The magnetic layer of the tape is not perfectly homogeneous; its structure and thickness are not quite regular and this is an important source of the amplitude modulation noise.

Tape Edges

The poor condition of the tape edges can also cause amplitude modulation. It is for this reason that the width of the playback head is slightly less than that of the tape.

Asperity or Drop-out Noise

When some foreign substance, such as a dust particle or any heterogeneity of the magnetic layer of the tape moves across the recording head, the particle lifts the tape off the head. The amplitude of the useful signal drops and this is audible as a noise. That noise can be notably minimized by cleaning the tape, by increasing the specific pressure of the tape on the head and by over-biasing:

Cleaning the Tape

Experience has shown that drop-out noise is worse with certain European tapes with a matte back and it appears that particles from the back loosen themselves and contaminate the magnetic layer. Sound engineers have adopted the habit to scrape the tape in a very simple an efficient way using the QRAC (a tape cleaning blade) accessory before the tape reaches the heads when doing high quality recordings with new tape, this phenomenon occurring principally only when new tape is used. With certain tapes, this cleaning operation has been very pronounced effect in reducing the drop-out noise.
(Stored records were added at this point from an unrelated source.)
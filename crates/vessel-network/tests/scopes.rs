//! Integration tests for scope creation, lookup, deletion and reload.

mod common;

use std::collections::HashMap;
use std::net::Ipv4Addr;
use std::sync::Arc;
use std::sync::atomic::{AtomicBool, Ordering};

use async_trait::async_trait;
use ipnet::Ipv4Net;
use tokio_util::sync::CancellationToken;
use vessel_common::{ErrorKind, VesselError, VesselResult};
use vessel_network::context::scope_key;
use vessel_network::{
    Context, FileKeyValueStore, KeyValueStore, MemoryKeyValueStore, NullLink, Range, ScopeData,
    ScopeType, TrustLevel,
};

use common::{config, config_with_public, fixture, fixture_with, token};

fn net(s: &str) -> Ipv4Net {
    s.parse().unwrap()
}

fn ip(s: &str) -> Ipv4Addr {
    s.parse().unwrap()
}

#[test_log::test(tokio::test)]
async fn default_bridge_allocation() {
    let f = fixture().await;

    let default = f.ctx.default_scope();
    assert_eq!(default.name(), "bridge");
    assert!(default.builtin());
    assert_eq!(default.subnet(), Some(net("172.16.0.0/16")));
    assert_eq!(default.gateway(), ip("172.16.0.1"));

    let bar1 = f.ctx.new_scope(&token(), ScopeData::bridge("bar1")).await.unwrap();
    assert_eq!(bar1.scope_type(), ScopeType::Bridge);
    assert_eq!(bar1.subnet(), Some(net("172.17.0.0/16")));
    assert_eq!(bar1.gateway(), ip("172.17.0.1"));
    assert!(!bar1.builtin());

    let ten = f
        .ctx
        .new_scope(&token(), ScopeData::bridge("ten").with_subnet(net("10.10.0.0/16")))
        .await
        .unwrap();
    assert_eq!(ten.subnet(), Some(net("10.10.0.0/16")));
    assert_eq!(ten.gateway(), ip("10.10.0.1"));

    // a subnet outside the pool leaves the pool untouched
    let bar2 = f.ctx.new_scope(&token(), ScopeData::bridge("bar2")).await.unwrap();
    assert_eq!(bar2.subnet(), Some(net("172.18.0.0/16")));

    let addrs = f.link.addrs();
    for gw in ["172.16.0.1/16", "172.17.0.1/16", "10.10.0.1/16", "172.18.0.1/16"] {
        assert!(addrs.contains(&net(gw)), "{} missing from link", gw);
    }
}

#[test_log::test(tokio::test)]
async fn overlapping_subnet_is_rejected() {
    let f = fixture().await;
    f.ctx
        .new_scope(&token(), ScopeData::bridge("ten").with_subnet(net("10.10.0.0/16")))
        .await
        .unwrap();

    let err = f
        .ctx
        .new_scope(&token(), ScopeData::bridge("x").with_subnet(net("10.10.128.0/17")))
        .await
        .unwrap_err();
    assert_eq!(err.kind(), ErrorKind::OverlappingAllocation);

    let err = f.ctx.scopes(Some("x")).await.unwrap_err();
    assert_eq!(err.kind(), ErrorKind::NotFound);
}

#[test_log::test(tokio::test)]
async fn bad_scope_requests() {
    let f = fixture().await;
    f.ctx.new_scope(&token(), ScopeData::bridge("bar1")).await.unwrap();

    let err = f.ctx.new_scope(&token(), ScopeData::bridge("bar1")).await.unwrap_err();
    assert_eq!(err.kind(), ErrorKind::Duplicate);

    let err = f.ctx.new_scope(&token(), ScopeData::bridge("")).await.unwrap_err();
    assert_eq!(err.kind(), ErrorKind::InvalidConfig);

    let err = f
        .ctx
        .new_scope(
            &token(),
            ScopeData::bridge("gw").with_subnet(net("10.30.0.0/24")).with_gateway(ip("10.30.0.255")),
        )
        .await
        .unwrap_err();
    assert_eq!(err.kind(), ErrorKind::OutOfRange);

    // pools need a gateway and subnet on external scopes
    let err = f
        .ctx
        .new_scope(&token(), ScopeData::external("ext").with_pool("10.40.0.0/24"))
        .await
        .unwrap_err();
    assert_eq!(err.kind(), ErrorKind::InvalidConfig);

    let err = f
        .ctx
        .new_scope(
            &token(),
            ScopeData::external("ext")
                .with_subnet(net("172.20.0.0/16"))
                .with_gateway(ip("172.20.0.1")),
        )
        .await
        .unwrap_err();
    assert_eq!(err.kind(), ErrorKind::OverlappingAllocation);

    let err = f
        .ctx
        .new_scope(&token(), ScopeData::external("no-port-group"))
        .await
        .unwrap_err();
    assert_eq!(err.kind(), ErrorKind::InvalidConfig);

    // failed creations leave the bridge pool untouched
    let next = f.ctx.new_scope(&token(), ScopeData::bridge("bar2")).await.unwrap();
    assert_eq!(next.subnet(), Some(net("172.18.0.0/16")));
}

#[test_log::test(tokio::test)]
async fn external_scope_with_pools() {
    let f = fixture().await;
    let ext = f
        .ctx
        .new_scope(
            &token(),
            ScopeData::external("ext")
                .with_subnet(net("10.50.0.0/16"))
                .with_gateway(ip("10.50.0.1"))
                .with_dns(ip("10.50.0.53"))
                .with_pool("10.50.1.0/24")
                .with_pool("10.50.2.10-20")
                .with_trust_level(TrustLevel::Open),
        )
        .await
        .unwrap();

    assert_eq!(ext.scope_type(), ScopeType::External);
    assert!(!ext.is_dynamic());
    assert_eq!(ext.gateway(), ip("10.50.0.1"));
    assert_eq!(ext.dns(), vec![ip("10.50.0.53")]);
    assert_eq!(ext.trust_level(), TrustLevel::Open);
    assert_eq!(
        ext.pools(),
        vec![
            Range::parse("10.50.1.0/24").unwrap(),
            Range::parse("10.50.2.10-10.50.2.20").unwrap()
        ]
    );

    // external gateways never go on the bridge link
    assert!(!f.link.addrs().contains(&net("10.50.0.1/16")));

    let dynamic = f.ctx.new_scope(&token(), ScopeData::external("ext2")).await.unwrap();
    assert!(dynamic.is_dynamic());
    assert_eq!(dynamic.subnet(), None);
}

#[test_log::test(tokio::test)]
async fn builtin_scopes_from_config() {
    let f = fixture_with(config_with_public()).await;

    let public = f.ctx.scopes(Some("public")).await.unwrap();
    assert_eq!(public.len(), 1);
    let public = &public[0];
    assert!(public.builtin());
    assert_eq!(public.scope_type(), ScopeType::External);
    assert_eq!(public.subnet(), Some(net("192.168.100.0/24")));
    assert_eq!(public.gateway(), ip("192.168.100.1"));
    assert_eq!(public.dns(), vec![ip("192.168.100.53")]);

    // builtin scopes are never persisted
    let err = f.kv.list(r"context\.scopes\..+").await.unwrap_err();
    assert_eq!(err.kind(), ErrorKind::KeyNotFound);
}

#[test_log::test(tokio::test)]
async fn scope_lookup() {
    let f = fixture().await;
    let bar1 = f.ctx.new_scope(&token(), ScopeData::bridge("bar1")).await.unwrap();

    let names: Vec<String> = f
        .ctx
        .scopes(None)
        .await
        .unwrap()
        .iter()
        .map(|s| s.name().to_string())
        .collect();
    assert_eq!(names, vec!["bar1", "bridge"]);
    assert_eq!(f.ctx.scopes(Some("")).await.unwrap().len(), 2);

    let default = f.ctx.scopes(Some("default")).await.unwrap();
    assert!(Arc::ptr_eq(&default[0], f.ctx.default_scope()));

    let by_name = f.ctx.scopes(Some("bar1")).await.unwrap();
    assert!(Arc::ptr_eq(&by_name[0], &bar1));

    let prefix = bar1.id().to_string()[..13].to_string();
    let by_id = f.ctx.scopes(Some(prefix.as_str())).await.unwrap();
    assert_eq!(by_id.len(), 1);
    assert!(Arc::ptr_eq(&by_id[0], &bar1));

    let err = f.ctx.scopes(Some("nope")).await.unwrap_err();
    assert!(err.is_not_found());
}

#[test_log::test(tokio::test)]
async fn delete_scope_frees_everything() {
    let f = fixture().await;
    f.ctx.new_scope(&token(), ScopeData::bridge("bar1")).await.unwrap();
    f.kv.get(&scope_key("bar1")).await.unwrap();

    f.ctx.delete_scope(&token(), "bar1").await.unwrap();

    let err = f.kv.get(&scope_key("bar1")).await.unwrap_err();
    assert_eq!(err.kind(), ErrorKind::KeyNotFound);
    assert!(!f.link.addrs().contains(&net("172.17.0.1/16")));
    assert!(f.ctx.scopes(Some("bar1")).await.is_err());

    let again = f.ctx.new_scope(&token(), ScopeData::bridge("bar1")).await.unwrap();
    assert_eq!(again.subnet(), Some(net("172.17.0.0/16")));
}

#[test_log::test(tokio::test)]
async fn delete_scope_rules() {
    let f = fixture().await;

    for name in ["default", "bridge"] {
        let err = f.ctx.delete_scope(&token(), name).await.unwrap_err();
        assert_eq!(err.kind(), ErrorKind::PolicyViolation);
    }

    let err = f.ctx.delete_scope(&token(), "missing").await.unwrap_err();
    assert_eq!(err.kind(), ErrorKind::NotFound);

    // a record already gone from the store is not an error
    f.ctx.new_scope(&token(), ScopeData::bridge("bar1")).await.unwrap();
    f.kv.delete(&token(), &scope_key("bar1")).await.unwrap();
    f.ctx.delete_scope(&token(), "bar1").await.unwrap();
}

#[test_log::test(tokio::test)]
async fn exhaust_delete_and_reuse() {
    let f = fixture().await;

    // the builtin bridge holds one of the sixteen /16 networks
    let mut created = Vec::new();
    for i in 0..15 {
        let scope = f
            .ctx
            .new_scope(&token(), ScopeData::bridge(format!("b{}", i)))
            .await
            .unwrap();
        created.push(scope);
    }

    let err = f.ctx.new_scope(&token(), ScopeData::bridge("overflow")).await.unwrap_err();
    assert_eq!(err.kind(), ErrorKind::ExhaustedPool);

    let victim = &created[7];
    let freed = victim.subnet();
    f.ctx.delete_scope(&token(), victim.name()).await.unwrap();

    let reused = f.ctx.new_scope(&token(), ScopeData::bridge("reused")).await.unwrap();
    assert_eq!(reused.subnet(), freed);
}

#[test_log::test(tokio::test)]
async fn create_delete_churn() {
    let f = fixture().await;
    for _ in 0..100 {
        let scope = f.ctx.new_scope(&token(), ScopeData::bridge("churn")).await.unwrap();
        assert_eq!(scope.subnet(), Some(net("172.17.0.0/16")));
        f.ctx.delete_scope(&token(), "churn").await.unwrap();
    }
    assert_eq!(f.link.addrs(), vec![net("172.16.0.1/16")]);
}

#[test_log::test(tokio::test)]
async fn restart_restores_scopes() {
    let f = fixture().await;
    let bar1 = f.ctx.new_scope(&token(), ScopeData::bridge("bar1")).await.unwrap();
    let ext = f
        .ctx
        .new_scope(
            &token(),
            ScopeData::external("ext")
                .with_subnet(net("10.60.0.0/16"))
                .with_gateway(ip("10.60.0.1"))
                .with_dns(ip("10.60.0.53"))
                .with_pool("10.60.0.100-10.60.0.200")
                .with_annotation("owner", "ops")
                .internal(true),
        )
        .await
        .unwrap();

    let link = Arc::new(NullLink::new());
    let restarted = Context::builder(config())
        .with_kv(f.kv.clone())
        .with_bridge_link(link.clone())
        .build()
        .await
        .unwrap();

    for original in [&bar1, &ext] {
        let reloaded = restarted.scopes(Some(original.name())).await.unwrap();
        assert_eq!(reloaded[0].record(), original.record());
    }

    assert!(link.addrs().contains(&net("172.17.0.1/16")));

    // reloaded subnets are reserved again
    let next = restarted.new_scope(&token(), ScopeData::bridge("bar2")).await.unwrap();
    assert_eq!(next.subnet(), Some(net("172.18.0.0/16")));
}

#[test_log::test(tokio::test)]
async fn restart_skips_bad_records() {
    let kv = Arc::new(MemoryKeyValueStore::new("test"));
    kv.put(&token(), &scope_key("junk"), b"not json").await.unwrap();

    let ctx = Context::builder(config()).with_kv(kv.clone()).build().await.unwrap();
    assert_eq!(ctx.scopes(None).await.unwrap().len(), 1);
}

#[test_log::test(tokio::test)]
async fn file_store_survives_restart() {
    let dir = tempfile::tempdir().unwrap();
    let path = dir.path().join("kv").join("network.dat");

    {
        let kv = Arc::new(FileKeyValueStore::open(&path).await.unwrap());
        let ctx = Context::builder(config()).with_kv(kv).build().await.unwrap();
        ctx.new_scope(&token(), ScopeData::bridge("bar1")).await.unwrap();
    }

    let kv = Arc::new(FileKeyValueStore::open(&path).await.unwrap());
    let ctx = Context::builder(config()).with_kv(kv).build().await.unwrap();
    let bar1 = ctx.scopes(Some("bar1")).await.unwrap();
    assert_eq!(bar1[0].subnet(), Some(net("172.17.0.0/16")));
}

/// Memory store whose writes can be made to fail.
struct FlakyStore {
    inner: MemoryKeyValueStore,
    fail: AtomicBool,
}

#[async_trait]
impl KeyValueStore for FlakyStore {
    async fn put(&self, cancel: &CancellationToken, key: &str, value: &[u8]) -> VesselResult<()> {
        if self.fail.load(Ordering::SeqCst) {
            return Err(VesselError::persistence(format!("put {} refused", key)));
        }
        self.inner.put(cancel, key, value).await
    }

    async fn get(&self, key: &str) -> VesselResult<Vec<u8>> {
        self.inner.get(key).await
    }

    async fn list(&self, pattern: &str) -> VesselResult<HashMap<String, Vec<u8>>> {
        self.inner.list(pattern).await
    }

    async fn delete(&self, cancel: &CancellationToken, key: &str) -> VesselResult<()> {
        self.inner.delete(cancel, key).await
    }

    async fn save(&self, cancel: &CancellationToken) -> VesselResult<()> {
        self.inner.save(cancel).await
    }

    fn name(&self) -> &str {
        "flaky"
    }
}

#[test_log::test(tokio::test)]
async fn persistence_failure_rolls_back() {
    let kv = Arc::new(FlakyStore {
        inner: MemoryKeyValueStore::default(),
        fail: AtomicBool::new(true),
    });
    let link = Arc::new(NullLink::new());
    let ctx = Context::builder(config())
        .with_kv(kv.clone())
        .with_bridge_link(link.clone())
        .build()
        .await
        .unwrap();

    let err = ctx.new_scope(&token(), ScopeData::bridge("bar1")).await.unwrap_err();
    assert_eq!(err.kind(), ErrorKind::Persistence);
    assert!(ctx.scopes(Some("bar1")).await.unwrap_err().is_not_found());
    assert_eq!(link.addrs(), vec![net("172.16.0.1/16")]);

    kv.fail.store(false, Ordering::SeqCst);
    let bar1 = ctx.new_scope(&token(), ScopeData::bridge("bar1")).await.unwrap();
    assert_eq!(bar1.subnet(), Some(net("172.17.0.0/16")));
}

#[test_log::test(tokio::test)]
async fn cancelled_creation_rolls_back() {
    let f = fixture().await;
    let cancel = CancellationToken::new();
    cancel.cancel();

    let err = f.ctx.new_scope(&cancel, ScopeData::bridge("bar1")).await.unwrap_err();
    assert_eq!(err.kind(), ErrorKind::Cancelled);
    assert!(f.ctx.scopes(Some("bar1")).await.is_err());

    let bar1 = f.ctx.new_scope(&token(), ScopeData::bridge("bar1")).await.unwrap();
    assert_eq!(bar1.subnet(), Some(net("172.17.0.0/16")));
}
Increasing the Specific Pressure of the Tape on the Heads

While a tangible increase of the tape pressure increases head wear, it also presses foreign substances into the tape – due to its elasticity – and this reduces drop-out noise.

Over-biasing

When over-biasing the tape, we operate on that part of the bias/efficiency curve where a reduction of the bias causes the efficiency to increase. Lifting off the tape reduces the bias, and the increase efficiency compensates partially for the drop-out of the recording field. This method has been used for many years with NAGRA recorders operating in Europe, where the use of matet back tape is of long standing. With 3M tape No. 206, the improvement is not sufficient to justify the drawbacks in over-biasing, but nevertheless, the operation point is still on the falling slope of the bias/efficiency curve. Those recorders adjusted for 3M tape no. 138, and with which tape No. 206 is used, operate with under-bias, which means the drop-out noise becomes very audible.

Group C: Head Magnetization Noise

A recording head through which DC flows, will record a DC signal on the tape, and this signal cannot be played back, since conventional playback heads do not permit DC reproduction. This signal should be inaudible in any case. The DC signal is, however, a source of modulation noise, and the latter is perfectly audible.

DC is not even necessary for being the cause of this problem: an asymmetrical magnetic bias, a magnetic interference field, or permanent magnetization of the heads or of the shielding have the same effect. The earth’s magnetic field in particular is sufficient, unless the head is well-shielded.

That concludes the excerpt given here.